Using the listing below, print exactly everything from the line with "a valid override." down to the line with "impl Default for", both included, and nothing more.

** Dataset extract follows **

use js_sys::Function;
use web_sys::{Document, Element, HtmlButtonElement, Window};

use guessboard_shared::{HistoryTimeline, MutationSink, UploadDebounce};

use crate::dom::{render_history, set_undo_redo_state};
use crate::util::now_ms;

pub struct HistoryPanel {
    pub document: Document,
    pub list: Element,
    pub undo: HtmlButtonElement,
    pub redo: HtmlButtonElement,
}

/// Browser side of [`MutationSink`]: debounced upload timers and the history panel.
pub struct BrowserSink {
    window: Window,
    debounce: UploadDebounce,
    on_due: Option<Function>,
    panel: HistoryPanel,
}

impl BrowserSink {
    pub fn new(window: Window, quiet_ms: u64, panel: HistoryPanel) -> Self {
        Self {
            window,
            debounce: UploadDebounce::new(quiet_ms),
            on_due: None,
            panel,
        }
    }

    /// Callback armed after every notification; it is expected to call
    /// [`Self::take_due`].
    pub fn set_upload_callback(&mut self, callback: Function) {
        self.on_due = Some(callback);
    }

    pub fn take_due(&mut self) -> Option<String> {
        self.debounce.poll(now_ms())
    }
}

impl MutationSink for BrowserSink {
    fn notify_mutated(&mut self, action: &str) {
        self.debounce.trigger(action, now_ms());
        let Some(callback) = self.on_due.as_ref() else {
            log::debug!("upload for {action} queued before the uploader was attached");
            return;
        };
        let quiet_ms = i32::try_from(self.debounce.quiet_ms()).unwrap_or(i32::MAX);
        if let Err(error) = self
            .window
            .set_timeout_with_callback_and_timeout_and_arguments_0(callback, quiet_ms)
        {
            log::error!("upload timer not armed: {error:?}");
        }
    }

    fn history_changed(&mut self, timeline: &HistoryTimeline) {
        if let Err(error) = render_history(&self.panel.document, &self.panel.list, timeline) {
            log::warn!("history panel not rendered: {error:?}");
        }
        set_undo_redo_state(&self.panel.undo, &self.panel.redo, timeline);
    }
}
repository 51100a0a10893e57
use std::collections::HashMap;
use std::sync::Arc;

use guessboard_shared::{CanvasRecord, ClientKind, ServerMessage};
use tokio::sync::{mpsc, RwLock};
use uuid::Uuid;

use crate::storage::Storage;

/// Upper bound on an uploaded data URL, in bytes.
pub const MAX_DATA_URL_LEN: usize = 16 * 1024 * 1024;
pub const MAX_ACTION_LEN: usize = 64;

#[derive(Clone)]
pub struct AppState {
    pub relay: Arc<RwLock<Relay>>,
    pub storage: Arc<dyn Storage>,
}

pub struct Peer {
    pub kind: ClientKind,
    pub tx: mpsc::UnboundedSender<ServerMessage>,
}

/// Connected peers plus the newest canvas any drawing client pushed.
#[derive(Default)]
pub struct Relay {
    pub peers: HashMap<Uuid, Peer>,
    pub latest: Option<CanvasRecord>,
    pub dirty: bool,
}

impl Relay {
    pub fn new(latest: Option<CanvasRecord>) -> Self {
        Self {
            peers: HashMap::new(),
            latest,
            dirty: false,
        }
    }

    pub fn count(&self, kind: ClientKind) -> usize {
        self.peers.values().filter(|peer| peer.kind == kind).count()
    }
}
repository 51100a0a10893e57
use serde::{Deserialize, Serialize};

use crate::color::Rgba;
use crate::error::CanvasError;
use crate::fill::{FillOptions, DEFAULT_EXPAND_PX, DEFAULT_TOLERANCE};
use crate::history::DEFAULT_HISTORY_LIMIT;
use crate::tool::DEFAULT_BRUSH_WIDTH;

#[cfg(test)]
#[path = "config_test.rs"]
mod config_test;

/// Tunables for a drawing session. Every field has a default, so a partial
/// JSON object is a valid override.
#[derive(Serialize, Deserialize, Clone, Debug, PartialEq)]
#[serde(default)]
pub struct CanvasConfig {
    pub history_limit: usize,
    pub upload_debounce_ms: u64,
    pub heartbeat_interval_ms: u64,
    pub fill_tolerance: u8,
    pub fill_expand_px: u32,
    pub background: Rgba,
    pub brush_color: Rgba,
    pub brush_width: f32,
}

impl Default for CanvasConfig {
    fn default() -> Self {
        Self {
            history_limit: DEFAULT_HISTORY_LIMIT,
            upload_debounce_ms: 400,
            heartbeat_interval_ms: 30_000,
            fill_tolerance: DEFAULT_TOLERANCE,
            fill_expand_px: DEFAULT_EXPAND_PX,
            background: Rgba::WHITE,
            brush_color: Rgba::BLACK,
            brush_width: DEFAULT_BRUSH_WIDTH,
        }
    }
}

impl CanvasConfig {
    pub fn from_json(text: &str) -> Result<Self, CanvasError> {
        Ok(serde_json::from_str(text)?)
    }

    pub fn fill_options(&self, color: Rgba) -> FillOptions {
        FillOptions {
            color,
            tolerance: self.fill_tolerance,
            expand_px: self.fill_expand_px,
        }
    }
}
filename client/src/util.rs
#[cfg(test)]
#[path = "util_test.rs"]
mod util_test;

const RECONNECT_BASE_MS: u32 = 2_000;
const RECONNECT_JITTER_MS: u32 = 3_000;

pub fn now_ms() -> u64 {
    js_sys::Date::now() as u64
}

/// Base delay plus jitter, `unit` in `[0, 1)`.
pub fn reconnect_delay_ms(unit: f64) -> u32 {
    let unit = if unit.is_finite() { unit.clamp(0.0, 1.0) } else { 0.0 };
    RECONNECT_BASE_MS + (unit * f64::from(RECONNECT_JITTER_MS)) as u32
}

pub fn random_reconnect_delay_ms() -> u32 {
    reconnect_delay_ms(js_sys::Math::random())
}

/// `guessboard_YYYYMMDD_HHMMSS.png` for a local calendar time.
pub fn download_file_name(
    year: u32,
    month: u32,
    day: u32,
    hour: u32,
    minute: u32,
    second: u32,
) -> String {
    format!("guessboard_{year:04}{month:02}{day:02}_{hour:02}{minute:02}{second:02}.png")
}

pub fn download_file_name_now() -> String {
    let date = js_sys::Date::new_0();
    download_file_name(
        date.get_full_year(),
        date.get_month() + 1,
        date.get_date(),
        date.get_hours(),
        date.get_minutes(),
        date.get_seconds(),
    )
}

/// `HH:MM:SS` shown in history item tooltips.
pub fn clock_label(timestamp_ms: u64) -> String {
    let date = js_sys::Date::new(&wasm_bindgen::JsValue::from_f64(timestamp_ms as f64));
    format!(
        "{:02}:{:02}:{:02}",
        date.get_hours(),
        date.get_minutes(),
        date.get_seconds()
    )
}
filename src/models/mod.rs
pub mod submission;

pub use submission::{SubmissionInput, SubmissionRecord, SubmissionStats, SubmissionStatus};
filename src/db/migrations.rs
use anyhow::{bail, Context, Result};
use rusqlite::{Connection, Transaction};

const CURRENT_SCHEMA_VERSION: i32 = 1;

pub fn run_migrations(conn: &mut Connection) -> Result<()> {
    let mut version: i32 = conn
        .pragma_query_value(None, "user_version", |row| row.get(0))
        .context("failed to read user_version pragma")?;

    if version > CURRENT_SCHEMA_VERSION {
        bail!(
            "database version ({}) is newer than supported schema ({})",
            version,
            CURRENT_SCHEMA_VERSION
        );
    }

    if version == CURRENT_SCHEMA_VERSION {
        return Ok(());
    }

    let tx = conn
        .transaction()
        .context("failed to open migration transaction")?;

    while version < CURRENT_SCHEMA_VERSION {
        let next_version = version + 1;
        apply_migration(&tx, next_version)
            .with_context(|| format!("migration to version {next_version} failed"))?;
        version = next_version;
    }

    tx.pragma_update(None, "user_version", CURRENT_SCHEMA_VERSION)
        .context("failed to update user_version pragma")?;
    tx.commit().context("failed to commit migrations")?;

    Ok(())
}

fn apply_migration(tx: &Transaction<'_>, version: i32) -> Result<()> {
    match version {
        1 => {
            tx.execute_batch(include_str!("schemas/schema_v1.sql"))
                .context("failed to execute schema_v1.sql")?;
            Ok(())
        }
        _ => bail!("unknown migration target version: {version}"),
    }
}
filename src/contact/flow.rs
//! Contact form submit flow: validate, save locally, optionally forward,
//! then confirm with the running total.

use std::time::Duration;

use crate::{
    log_error, log_info, log_warn,
    models::SubmissionInput,
    submissions::SubmissionStore,
    sync::SubmissionSink,
};

const ENABLE_LOGS: bool = true;

pub const THANK_YOU_MESSAGE: &str = "感谢您的留言！我们会在24小时内回复您。";
pub const RETRY_MESSAGE: &str = "提交失败，请稍后重试或直接联系我们。";

#[derive(Debug, Clone, PartialEq, Eq)]
pub enum SubmitOutcome {
    Accepted {
        /// Submissions stored locally, this one included.
        total: usize,
        message: String,
    },
    Rejected {
        reason: String,
    },
    Failed {
        message: String,
    },
}

/// Checks the fields the contact form marks as required.
pub fn validate(input: &SubmissionInput) -> Result<(), String> {
    if input.name.trim().is_empty() {
        return Err("请填写姓名".into());
    }
    let email = input.email.trim();
    if email.is_empty() {
        return Err("请填写邮箱".into());
    }
    if !email.contains('@') {
        return Err(format!("邮箱地址无效：{email}"));
    }
    Ok(())
}

pub struct SubmitFlow<S> {
    store: SubmissionStore,
    sink: Option<S>,
    delay: Duration,
}

impl<S: SubmissionSink> SubmitFlow<S> {
    pub fn new(store: SubmissionStore, delay: Duration) -> Self {
        Self {
            store,
            sink: None,
            delay,
        }
    }

    /// Forward each accepted submission through `sink` before confirming.
    pub fn with_sink(mut self, sink: S) -> Self {
        self.sink = Some(sink);
        self
    }

    pub async fn submit(&self, input: SubmissionInput) -> SubmitOutcome {
        if let Err(reason) = validate(&input) {
            log_warn!("Rejected submission: {reason}");
            return SubmitOutcome::Rejected { reason };
        }

        if !self.store.save(input.clone()).await {
            log_warn!("Submission from {} was not stored locally", input.email);
        }

        if let Some(sink) = &self.sink {
            if let Err(err) = sink.send_to_server(&input).await {
                log_error!("Submit failed while forwarding: {err}");
                return SubmitOutcome::Failed {
                    message: RETRY_MESSAGE.to_string(),
                };
            }
        }

        if !self.delay.is_zero() {
            tokio::time::sleep(self.delay).await;
        }

        let total = self.store.stats().await.total;
        log_info!("Submission accepted; {total} stored");
        SubmitOutcome::Accepted {
            total,
            message: format!("{THANK_YOU_MESSAGE}\n\n已保存 {total} 条留言记录。"),
        }
    }
}
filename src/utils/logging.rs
//! Logging macros gated by a module-level `ENABLE_LOGS` flag.
//!
//! A module opts in by declaring the flag and importing the macros:
//! ```ignore
//! const ENABLE_LOGS: bool = true;
//!
//! use crate::{log_info, log_warn, log_error};
//!
//! log_info!("saved submission {}", id);
//! ```
//!
//! Output goes through the `log` facade, so `RUST_LOG` still filters it once
//! `env_logger` is installed by [`crate::run`].

/// Info-level log, emitted only when the calling module sets `ENABLE_LOGS`.
#[macro_export]
macro_rules! log_info {
    ($($arg:tt)*) => {
        if ENABLE_LOGS {
            log::info!($($arg)*);
        }
    };
}

/// Warn-level log, emitted only when the calling module sets `ENABLE_LOGS`.
#[macro_export]
macro_rules! log_warn {
    ($($arg:tt)*) => {
        if ENABLE_LOGS {
            log::warn!($($arg)*);
        }
    };
}

/// Error-level log, emitted only when the calling module sets `ENABLE_LOGS`.
#[macro_export]
macro_rules! log_error {
    ($($arg:tt)*) => {
        if ENABLE_LOGS {
            log::error!($($arg)*);
        }
    };
}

** End of Dataset extract **

### Result
/// JSON object is a valid override.
#[derive(Serialize, Deserialize, Clone, Debug, PartialEq)]
#[serde(default)]
pub struct CanvasConfig {
    pub history_limit: usize,
    pub upload_debounce_ms: u64,
    pub heartbeat_interval_ms: u64,
    pub fill_tolerance: u8,
    pub fill_expand_px: u32,
    pub background: Rgba,
    pub brush_color: Rgba,
    pub brush_width: f32,
}

impl Default for CanvasConfig {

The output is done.